D4RL problem of qlearning

problem of qlearning_dataset

Open im-Kitsch opened this issue 3 years ago • 0 comments

Hi,

thanks for the contribution.

I checked the qlearning_dataset, looks there are two small errors.

The next observations https://github.com/rail-berkeley/d4rl/blob/4aff6f8c46f62f9a57f79caa9287efefa45b6688/d4rl/init.py#L105 I think mostly in qlearning_dataset it drops the result since entry terminate_on_end uses default set False So next_obs use dataset['observations'][i+1].astype(np.float32) doesn't matters, but if terminate_on_end is set as true, or incase terminals == True , the next_obs of episode's last timestamp will use next trajectory's first obeservation.

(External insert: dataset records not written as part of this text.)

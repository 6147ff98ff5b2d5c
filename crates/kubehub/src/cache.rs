//! Remember what was last applied so unchanged stamps are not re-patched.

use std::sync::{Mutex, PoisonError};

use rustc_hash::FxHashMap;
use serde_json::Value;

type Key = (String, String, String, String);

fn key_of(obj: &Value) -> Option<Key> {
    let s = |p: &str| obj.pointer(p).and_then(Value::as_str).unwrap_or_default().to_string();
    let name = s("/metadata/name");
    if name.is_empty() {
        return None;
    }
    Some((s("/apiVersion"), s("/kind"), s("/metadata/namespace"), name))
}

fn resource_version(obj: &Value) -> Option<&str> {
    obj.pointer("/metadata/resourceVersion").and_then(Value::as_str)
}

#[derive(Debug, Clone)]
struct Entry {
    submitted: Value,
    persisted: Value,
}

/// Last submitted and returned object per stamped name.
#[derive(Default)]
pub struct StampCache {
    entries: Mutex<FxHashMap<Key, Entry>>,
}

impl StampCache {
    pub fn new() -> Self {
        Self::default()
    }

    pub fn set(&self, submitted: &Value, persisted: &Value) {
        if let Some(k) = key_of(submitted) {
            let entry = Entry { submitted: submitted.clone(), persisted: persisted.clone() };
            self.entries.lock().unwrap_or_else(PoisonError::into_inner).insert(k, entry);
        }
    }

    /// The persisted object when `submitted` repeats the last submission and
    /// `live` has not moved since it was returned.
    pub fn unchanged(&self, submitted: &Value, live: &Value) -> Option<Value> {
        let k = key_of(submitted)?;
        let entries = self.entries.lock().unwrap_or_else(PoisonError::into_inner);
        let entry = entries.get(&k)?;
        let same_live = resource_version(live).is_some() && resource_version(live) == resource_version(&entry.persisted);
        (entry.submitted == *submitted && same_live).then(|| live.clone())
    }

    pub fn forget(&self, api_version: &str, kind: &str, namespace: &str, name: &str) {
        let k = (api_version.to_string(), kind.to_string(), namespace.to_string(), name.to_string());
        self.entries.lock().unwrap_or_else(PoisonError::into_inner).remove(&k);
    }

    pub fn len(&self) -> usize {
        self.entries.lock().unwrap_or_else(PoisonError::into_inner).len()
    }

    pub fn is_empty(&self) -> bool {
        self.len() == 0
    }
}

#[cfg(test)]
mod tests {
    use super::*;
    use serde_json::json;

    fn cm(data: &str) -> Value {
        json!({"apiVersion": "v1", "kind": "ConfigMap", "metadata": {"name": "app-config", "namespace": "dev"}, "data": {"k": data}})
    }

    fn persisted(data: &str, rv: &str) -> Value {
        let mut v = cm(data);
        v["metadata"]["resourceVersion"] = json!(rv);
        v
    }

    #[test]
    fn repeat_submission_against_untouched_object_is_skipped() {
        let cache = StampCache::new();
        cache.set(&cm("a"), &persisted("a", "7"));
        assert_eq!(cache.unchanged(&cm("a"), &persisted("a", "7")), Some(persisted("a", "7")));
    }

    #[test]
    fn new_content_or_drifted_live_object_is_applied() {
        let cache = StampCache::new();
        cache.set(&cm("a"), &persisted("a", "7"));
        assert!(cache.unchanged(&cm("b"), &persisted("a", "7")).is_none());
        assert!(cache.unchanged(&cm("a"), &persisted("a", "8")).is_none());

        cache.forget("v1", "ConfigMap", "dev", "app-config");
        assert!(cache.is_empty());
        assert!(cache.unchanged(&cm("a"), &persisted("a", "7")).is_none());
    }

    #[test]
    fn generated_names_are_not_cached() {
        let cache = StampCache::new();
        let obj = json!({"apiVersion": "v1", "kind": "ConfigMap", "metadata": {"generateName": "run-", "namespace": "dev"}});
        cache.set(&obj, &persisted("a", "1"));
        assert!(cache.is_empty());
    }
}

It's not so reasonable. Since now e.g. Mujoco's original dataset has 'next_observation' obviously. I recommend to change this line as dataset['next_observations'][i].astype(np.float32)
for loop problem https://github.com/rail-berkeley/d4rl/blob/4aff6f8c46f62f9a57f79caa9287efefa45b6688/d4rl/init.py#L103 It should not be range(N-1), The last timestep's dataset would be always dropped. It should be changed to range(N) and adjust setting next_obs

Thanks for the code.

Feb 21 '22 12:02 im-Kitsch